The crystal structure of rat α‐parvalbumin has been determined at 1.05 Å resolution, using synchrotron data collected at Advanced Photon Source beamline 19‐ID. After refinement with SHELX, employing anisotropic displacement parameters and riding hydrogen atoms, R = 0.132 and R_free = 0.162. The average coordinate estimated standard deviations are 0.021 Å and 0.038 Å for backbone atoms and side‐chain atoms, respectively. Besides providing a more precise view of the α‐isoform than previously available, these data permit comparison with the 0.91 Å structure determined for pike β‐parvalbumin. Visualization of the anisotropic displacement parameters as thermal ellipsoids yields insight into the atomic motion within the Ca²⁺‐binding sites. The asymmetric unit includes three parvalbumin (PV) molecules.
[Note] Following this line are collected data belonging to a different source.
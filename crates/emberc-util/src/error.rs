//! Error types for misuse of the ambient utility types themselves (as
//! opposed to the lexer/parser/lowerer's own fatal error kinds, which live
//! in their respective crates per §7).

use thiserror::Error;

#[derive(Debug, Error)]
pub enum SourceMapError {
    #[error("file not found: {0:?}")]
    FileNotFound(crate::span::FileId),

    #[error("span out of bounds: file has {file_len} bytes, span is {span_start}..{span_end}")]
    SpanOutOfBounds {
        file_len: usize,
        span_start: usize,
        span_end: usize,
    },
}

#[derive(Debug, Error)]
pub enum IndexVecError {
    #[error("index out of bounds: index {index}, length {length}")]
    OutOfBounds { index: usize, length: usize },
}

pub type SourceMapResult<T> = std::result::Result<T, SourceMapError>;
pub type IndexVecResult<T> = std::result::Result<T, IndexVecError>;
//! Concrete parse tree (§3).
//!
//! A node is either a leaf wrapping a single lexer `Token` or a branch
//! carrying a `Construct` tag, its children, and extents derived from them
//! (invariant 1). Trees are immutable once built.

use emberc_lex::Token;
use emberc_util::Span;

/// The closed set of non-leaf node tags.
#[derive(Debug, Clone, Copy, PartialEq, Eq, Hash)]
pub enum Construct {
    File,
    ValueDefinition,
    ProcedureDefinition,
    TypeDefinition,
    Modifiers,
    Pattern,
    RecordPattern,
    RecordPatternItem,
    TypeTag,
    QualifiedIdentifier,
    ProcedureCall,
    RecordExpression,
    RecordExpressionItem,
    Conditional,
    Map,
    TypeRecord,
    TypeRecordItem,
    PointerType,
    Block,
    ReturnStatement,
}

#[derive(Debug, Clone, PartialEq)]
pub enum ParseTree {
    Leaf(Token),
    Branch {
        construct: Construct,
        children: Vec<ParseTree>,
        extents: Span,
    },
}

impl ParseTree {
    pub fn leaf(token: Token) -> ParseTree {
        ParseTree::Leaf(token)
    }

    /// Build a branch. When `children` is non-empty its extents are the
    /// union of every child's extents (invariant 1); when empty, `empty_extents`
    /// is used verbatim — callers anchor it per the construct (a zero-width
    /// point for synthetic `Modifiers`, or the span of the delimiters that
    /// were actually consumed for an empty `RecordPattern`/`Block`).
    pub fn branch(construct: Construct, children: Vec<ParseTree>, empty_extents: Span) -> ParseTree {
        let extents = if children.is_empty() {
            empty_extents
        } else {
            Span::merge_all(children.iter().map(ParseTree::extents))
        };
        ParseTree::Branch {
            construct,
            children,
            extents,
        }
    }

    pub fn extents(&self) -> Span {
        match self {
            ParseTree::Leaf(token) => token.extents,
            ParseTree::Branch { extents, .. } => *extents,
        }
    }

    pub fn as_leaf(&self) -> Option<&Token> {
        match self {
            ParseTree::Leaf(token) => Some(token),
            ParseTree::Branch { .. } => None,
        }
    }

    pub fn as_branch(&self) -> Option<(Construct, &[ParseTree])> {
        match self {
            ParseTree::Branch {
                construct,
                children,
                ..
            } => Some((*construct, children.as_slice())),
            ParseTree::Leaf(_) => None,
        }
    }

    pub fn construct(&self) -> Option<Construct> {
        self.as_branch().map(|(construct, _)| construct)
    }

    /// Override this node's extents, used where the grammar widens a
    /// sub-tree's span past its own children (e.g. a body's `=`…`;`
    /// delimiters, §4.2 "Bodies").
    pub fn with_extents(self, extents: Span) -> ParseTree {
        match self {
            ParseTree::Leaf(token) => ParseTree::Leaf(emberc_lex::Token { extents, ..token }),
            ParseTree::Branch {
                construct,
                children,
                ..
            } => ParseTree::Branch {
                construct,
                children,
                extents,
            },
        }
    }
}
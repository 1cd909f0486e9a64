use emberc_lex::{lex, TokenKind};
use emberc_util::FileId;
use proptest::prelude::*;

fn file() -> FileId {
    FileId::new(0)
}

#[test]
fn scenario_one_bare_block_definition() {
    // `let varname{}` — table row 1 of the scenario list.
    let stream = lex("let varname{}", file());
    let first = stream.candidates_at(0).unwrap();
    assert!(first.iter().any(|t| t.kind == TokenKind::Keyword));
    assert!(first.iter().any(|t| t.kind == TokenKind::Identifier));

    let second = stream.candidates_at(4).unwrap();
    assert_eq!(second.len(), 1);
    assert_eq!(second[0].kind, TokenKind::Identifier);
    assert_eq!(second[0].lexeme.as_str(), "varname");
}

#[test]
fn scenario_two_typed_value_definition() {
    let stream = lex("int varname = 5;", file());
    let head = stream.candidates_at(0).unwrap();
    assert_eq!(head.len(), 1);
    assert_eq!(head[0].kind, TokenKind::Identifier);

    let eq = stream.candidates_at(12).unwrap();
    assert_eq!(eq[0].kind, TokenKind::EqualSign);

    let integer = stream.candidates_at(14).unwrap();
    assert_eq!(integer.len(), 1);
    assert_eq!(integer[0].kind, TokenKind::Integer);
}

#[test]
fn scenario_three_procedure_definition_with_unreachable() {
    let stream = lex("let varname() { unreachable; }", file());
    let unreachable_pos = stream
        .iter()
        .find(|(_, set)| set.iter().any(|t| t.lexeme.as_str() == "unreachable"))
        .map(|(pos, _)| pos)
        .expect("unreachable token present");
    let set = stream.candidates_at(unreachable_pos).unwrap();
    assert!(set.iter().any(|t| t.kind == TokenKind::Keyword));
}

#[test]
fn scenario_four_type_definition() {
    let stream = lex("type typename = int;", file());
    let head = stream.candidates_at(0).unwrap();
    assert!(head.iter().any(|t| t.kind == TokenKind::Keyword));
}

#[test]
fn scenario_five_let_is_keyword_and_identifier_at_once() {
    let stream = lex("let", file());
    let set = stream.candidates_at(0).unwrap();
    assert_eq!(set.len(), 2);
    assert!(set.iter().any(|t| t.kind == TokenKind::Keyword));
    assert!(set.iter().any(|t| t.kind == TokenKind::Identifier));
}

proptest! {
    /// Property 1 (§8): the lexer never panics on arbitrary input, and every
    /// surviving candidate's extents lie within the source bounds.
    #[test]
    fn lexer_never_panics_and_extents_stay_in_bounds(source in ".{0,200}") {
        let stream = lex(&source, file());
        for (_, set) in stream.iter() {
            for token in set {
                prop_assert!(token.extents.start <= token.extents.end);
                prop_assert!(token.extents.end <= source.len());
            }
        }
    }

    /// Property 2 (§8): whenever a literal candidate is present at a
    /// position, no Identifier candidate shares that position.
    #[test]
    fn literal_candidates_exclude_identifier(source in "[a-zA-Z0-9_.'\" ;:=(){}-]{0,120}") {
        let stream = lex(&source, file());
        for (_, set) in stream.iter() {
            let has_literal = set.iter().any(|t| {
                matches!(
                    t.kind,
                    TokenKind::Integer
                        | TokenKind::Decimal
                        | TokenKind::Character
                        | TokenKind::String
                        | TokenKind::Boolean
                        | TokenKind::Poison
                )
            });
            let has_identifier = set.iter().any(|t| t.kind == TokenKind::Identifier);
            prop_assert!(!(has_literal && has_identifier));
        }
    }
}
Interestingly, the EF site in one displays uncharacteristic flexibility. The ellipsoids for Asp‐92 are particularly large and non‐spherical, and the shape of the Ca²⁺ ellipsoid implies significant vibrational motion perpendicular to the plane defined by the four y and z ligands. The relative dearth of crystal‐packing interactions in this site suggests that the heightened flexibility may be the result of diminished intermolecular contacts. The implication is that, by impeding conformational mobility, crystal‐packing forces may cause serious overestimation of EF‐hand rigidity. The high quality of the data permitted 11 residues to be modeled in alternative side‐chain conformations, including the two core residues, Ile‐97 and Leu‐105. The discrete disorder observed for Ile‐97 may have functional ramifications, providing a mechanism for communicating binding status between the CD and EF binding loops and between the PV metal ion‐binding domain and the N‐terminal AB region.